Gambier was offered a parliamentary vote of thanks for the victory. Cochrane was outraged and said so in the House of Commons. Gambier was court-martialed, but Cochrane was unable to present his side of the case and so the admiral was acquitted. Then his enemies were given a chance. In early 1814 – the year his brother ordered the burning of the White House, the Capital and the Library of Congress – Cochrane's uncle spread false rumors that Napoleon was dead and made huge sums shorting government stocks. Cochrane was innocently involved, but after the swindle was exposed he was tried for fraud. After being found guilty, he was stripped of his rank and honors, thrown out of the Commons, sentenced to the pillory (which was commuted), and jailed for a year. The public was furious and his constituents re-elected him, but it seemed his career was over.

But, in 1817, his reputation as a fighting sailor led to an invitation from the nascent government of Chile, asking for his help to throw off Spanish rule. Their navy controlled the west coast of South America. Cochrane arrived in November 1818 and found his ships consisted of one captured frigate and half a dozen converted merchantmen.

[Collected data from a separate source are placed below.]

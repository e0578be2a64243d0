//! Charter readiness: decides from a rendered manifest whether a release has converged.
//!
//! Manifests are parsed into JSON documents, resolved to their live versions through an
//! [`ObjectLister`], then judged per kind. The same documents feed the flattened
//! projection returned on the read path.

#![forbid(unsafe_code)]

use std::sync::Arc;

use anyhow::{Context, Result};
use charter_core::{Error, Settings};
use charter_kubehub::ObjectLister;
use metrics::{counter, histogram};
use serde::Deserialize;
use serde_json::Value as Json;
use tracing::{debug, info};

mod project;

pub use project::flatten;

/// Input guards applied before any document is judged.
#[derive(Debug, Clone, Copy, PartialEq, Eq)]
pub struct ManifestLimits {
    pub max_bytes: usize,
    pub max_nodes: usize,
}

impl Default for ManifestLimits {
    fn default() -> Self {
        Self { max_bytes: 4 * 1024 * 1024, max_nodes: 100_000 }
    }
}

impl From<&Settings> for ManifestLimits {
    fn from(s: &Settings) -> Self {
        Self { max_bytes: s.max_manifest_bytes, max_nodes: s.max_manifest_nodes }
    }
}

fn json_node_budget_exceeded(v: &Json, max: usize) -> bool {
    fn walk(v: &Json, cur: &mut usize, max: usize) {
        if *cur >= max { return; }
        *cur += 1;
        match v {
            Json::Object(map) => {
                for vv in map.values() {
                    if *cur >= max { break; }
                    walk(vv, cur, max);
                }
            }
            Json::Array(arr) => {
                for vv in arr.iter() {
                    if *cur >= max { break; }
                    walk(vv, cur, max);
                }
            }
            _ => {}
        }
    }
    let mut count = 0usize;
    walk(v, &mut count, max);
    count >= max
}

/// Split a multi-document manifest into JSON objects, skipping empty documents.
pub fn parse_manifest(text: &str, limits: ManifestLimits) -> Result<Vec<Json>> {
    if text.trim().is_empty() {
        return Err(Error::Validation("manifest not provided".into()).into());
    }
    if text.len() > limits.max_bytes {
        return Err(Error::Validation(format!("manifest too large (>{} bytes)", limits.max_bytes)).into());
    }
    let mut docs = Vec::new();
    for (i, de) in serde_yaml::Deserializer::from_str(text).enumerate() {
        let val = serde_yaml::Value::deserialize(de).with_context(|| format!("parsing manifest document {}", i))?;
        if val.is_null() {
            continue;
        }
        let json = serde_json::to_value(val).with_context(|| format!("converting manifest document {}", i))?;
        if json_node_budget_exceeded(&json, limits.max_nodes) {
            return Err(Error::Validation(format!("manifest document {} too complex (>{} nodes)", i, limits.max_nodes)).into());
        }
        if json.is_object() {
            docs.push(json);
        }
    }
    if docs.is_empty() {
        return Err(Error::Validation("manifest contains no objects".into()).into());
    }
    Ok(docs)
}

fn str_at<'a>(v: &'a Json, path: &[&str]) -> Option<&'a str> {
    path.iter().try_fold(v, |cur, k| cur.get(k)).and_then(|x| x.as_str())
}

fn int_at(v: &Json, path: &[&str]) -> Option<i64> {
    path.iter().try_fold(v, |cur, k| cur.get(k)).and_then(|x| x.as_i64())
}

fn lb_ingress_empty(v: &Json) -> bool {
    ["status", "loadBalancer", "ingress"]
        .iter()
        .try_fold(v, |cur, k| cur.get(k))
        .and_then(|x| x.as_array())
        .map(|a| a.is_empty())
        .unwrap_or(true)
}

pub(crate) fn kind_of(v: &Json) -> &str {
    v.get("kind").and_then(|k| k.as_str()).unwrap_or("")
}

pub(crate) fn name_of(v: &Json) -> &str {
    str_at(v, &["metadata", "name"]).unwrap_or("")
}

/// Why an object is not yet converged, or `None` when it is (or its kind is never judged).
pub fn pending_reason(v: &Json) -> Option<String> {
    let (kind, name) = (kind_of(v), name_of(v));
    match kind {
        "Service" => {
            let lb = str_at(v, &["spec", "type"]) == Some("LoadBalancer");
            (lb && lb_ingress_empty(v)).then(|| format!("Service/{}: load balancer ingress not assigned", name))
        }
        "Deployment" | "StatefulSet" => {
            let want = int_at(v, &["spec", "replicas"]).unwrap_or(1);
            let ready = int_at(v, &["status", "readyReplicas"]).unwrap_or(0);
            (ready < want).then(|| format!("{}/{}: {}/{} replicas ready", kind, name, ready, want))
        }
        "DaemonSet" => {
            let unavailable = int_at(v, &["status", "numberUnavailable"]).unwrap_or(0);
            (unavailable > 0).then(|| format!("DaemonSet/{}: {} pods unavailable", name, unavailable))
        }
        "Ingress" => lb_ingress_empty(v).then(|| format!("Ingress/{}: load balancer ingress not assigned", name)),
        _ => None,
    }
}

/// Pending reasons over a set of objects; empty means converged.
pub fn pending_reasons(objects: &[Json]) -> Vec<String> {
    objects.iter().filter_map(pending_reason).collect()
}

#[derive(Debug, Clone, Default, PartialEq, Eq)]
pub struct Readiness {
    pub pending: bool,
    pub reasons: Vec<String>,
}

/// Readiness checks and projection against live cluster state.
#[derive(Clone)]
pub struct Inspector {
    lister: Arc<dyn ObjectLister>,
    limits: ManifestLimits,
}

impl Inspector {
    pub fn new(lister: Arc<dyn ObjectLister>, limits: ManifestLimits) -> Self {
        Self { lister, limits }
    }

    async fn live(&self, namespace: &str, manifest: &str) -> Result<Vec<Json>> {
        let docs = parse_manifest(manifest, self.limits)?;
        self.lister.live(namespace, &docs).await.context("fetching live objects")
    }

    pub async fn check(&self, namespace: &str, manifest: &str) -> Result<Readiness> {
        let t0 = std::time::Instant::now();
        let objects = self.live(namespace, manifest).await?;
        let reasons = pending_reasons(&objects);
        histogram!("charter_readiness_latency_ms", t0.elapsed().as_secs_f64() * 1000.0);
        if reasons.is_empty() {
            counter!("charter_readiness_ready_total", 1u64);
            info!(namespace = %namespace, objects = objects.len(), "readiness: converged");
        } else {
            counter!("charter_readiness_pending_total", 1u64);
            debug!(namespace = %namespace, pending = reasons.len(), first = %reasons[0], "readiness: pending");
        }
        Ok(Readiness { pending: !reasons.is_empty(), reasons })
    }

    pub async fn resources(&self, namespace: &str, manifest: &str) -> Result<serde_json::Map<String, Json>> {
        let objects = self.live(namespace, manifest).await?;
        Ok(flatten(&objects))
    }
}

#[cfg(test)]
mod tests {
    use super::*;
    use serde_json::json;

    fn deployment(want: Option<i64>, ready: Option<i64>) -> Json {
        let mut d = json!({"apiVersion": "apps/v1", "kind": "Deployment", "metadata": {"name": "web"}, "spec": {}, "status": {}});
        if let Some(w) = want { d["spec"]["replicas"] = json!(w); }
        if let Some(r) = ready { d["status"]["readyReplicas"] = json!(r); }
        d
    }

    #[test]
    fn deployment_replica_predicate() {
        assert!(pending_reason(&deployment(Some(2), Some(2))).is_none());
        let r = pending_reason(&deployment(Some(2), Some(1))).unwrap();
        assert_eq!(r, "Deployment/web: 1/2 replicas ready");
        assert!(pending_reason(&deployment(None, None)).is_some());
        assert!(pending_reason(&deployment(Some(0), None)).is_none());
    }

    #[test]
    fn load_balancer_without_ingress_is_pending() {
        let lb = json!({"kind": "Service", "metadata": {"name": "edge"}, "spec": {"type": "LoadBalancer"}, "status": {"loadBalancer": {}}});
        let cip = json!({"kind": "Service", "metadata": {"name": "int"}, "spec": {"type": "ClusterIP"}});
        let ready = deployment(Some(1), Some(1));
        let reasons = pending_reasons(&[cip.clone(), ready, lb]);
        assert_eq!(reasons.len(), 1);
        assert!(reasons[0].starts_with("Service/edge"));
        assert!(pending_reason(&cip).is_none());
    }

    #[test]
    fn daemonset_and_ingress_predicates() {
        let ds = json!({"kind": "DaemonSet", "metadata": {"name": "agent"}, "status": {"numberUnavailable": 2}});
        assert!(pending_reason(&ds).is_some());
        let ds_ok = json!({"kind": "DaemonSet", "metadata": {"name": "agent"}, "status": {"numberUnavailable": 0}});
        assert!(pending_reason(&ds_ok).is_none());
        let ing = json!({"kind": "Ingress", "metadata": {"name": "site"}, "status": {"loadBalancer": {"ingress": [{"hostname": "a.elb"}]}}});
        assert!(pending_reason(&ing).is_none());
        let cm = json!({"kind": "ConfigMap", "metadata": {"name": "cfg"}});
        assert!(pending_reason(&cm).is_none());
    }

    #[test]
    fn manifest_parsing_skips_empty_documents() {
        let m = "---\n# Source: chart/templates/svc.yaml\n---\napiVersion: v1\nkind: Service\nmetadata:\n  name: a\n---\n\n---\napiVersion: v1\nkind: ConfigMap\nmetadata:\n  name: b\n";
        let docs = parse_manifest(m, ManifestLimits::default()).unwrap();
        assert_eq!(docs.len(), 2);
        assert_eq!(kind_of(&docs[1]), "ConfigMap");
    }

    #[test]
    fn manifest_guards() {
        let empty = parse_manifest("   ", ManifestLimits::default()).unwrap_err();
        assert!(empty.downcast_ref::<Error>().unwrap().is_validation());
        let only_comments = parse_manifest("# nothing\n---\n", ManifestLimits::default()).unwrap_err();
        assert!(only_comments.to_string().contains("no objects"), "e={}", only_comments);
        let big = parse_manifest("kind: ConfigMap\n", ManifestLimits { max_bytes: 4, max_nodes: 10 }).unwrap_err();
        assert!(big.to_string().contains("too large"));
        let deep = "kind: ConfigMap\ndata:\n  a: 1\n  b: 2\n  c: 3\n";
        assert!(parse_manifest(deep, ManifestLimits { max_bytes: 1024, max_nodes: 3 }).is_err());
    }
}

Cochrane never ordered a flogging. His charisma, his victories and the low casualties in his crews meant that he easily recruited experienced American and British sailors to his vessels. His qualities made him a barracuda against a shoal of Spanish herrings and his enemies knew it. He organized a typical campaign, raiding shipping, attacking forts and destroying coastal fortifications. He captured the Esmeralda, the most powerful remaining Spanish ship, which left the Spanish unable to reinforce their troops and helpless. On his own initiative he sailed north to Peru, beat up the coastline and forced the Spanish authorities to surrender.

Having been instrumental in the independence of both Peru and Chile, which still has a warship named after him, he sailed around the Horn to Rio in 1823 where the young emperor Pedro employed him against the Portuguese fleet that still controlled the north of the country. Cochrane had four serviceable ships, but chased a fleet of 13 Portuguese warships and 32 transports that fled up the coast before him. Cochrane sailed ahead of them and bluffed the two remaining strongholds under Portuguese control to surrender, saying that he had already destroyed their fleet. It had taken him just three months to deliver the northern half of the country to the emperor.

Cochrane returned home in 1830, a national hero once again, and received the salute due to an admiral at Spithead. His last fling was taking command of the Greek navy in its fight for independence against Turkey. His name inspired terror in his opponents and forced the great powers to become involved.

He returned to England and inherited the earldom of Dundonald in 1831. In 1832, he was pardoned by the Crown and reinstated in the Royal Navy. He died in 1860 with the rank of Admiral of the Red, a national treasure.

 

His life and exploits inspired the naval fiction of 19th- and 20th-century novelists, particularly the figures of C. S. Forester's Horatio Hornblower and Patrick O'Brian's protagonist Jack Aubrey.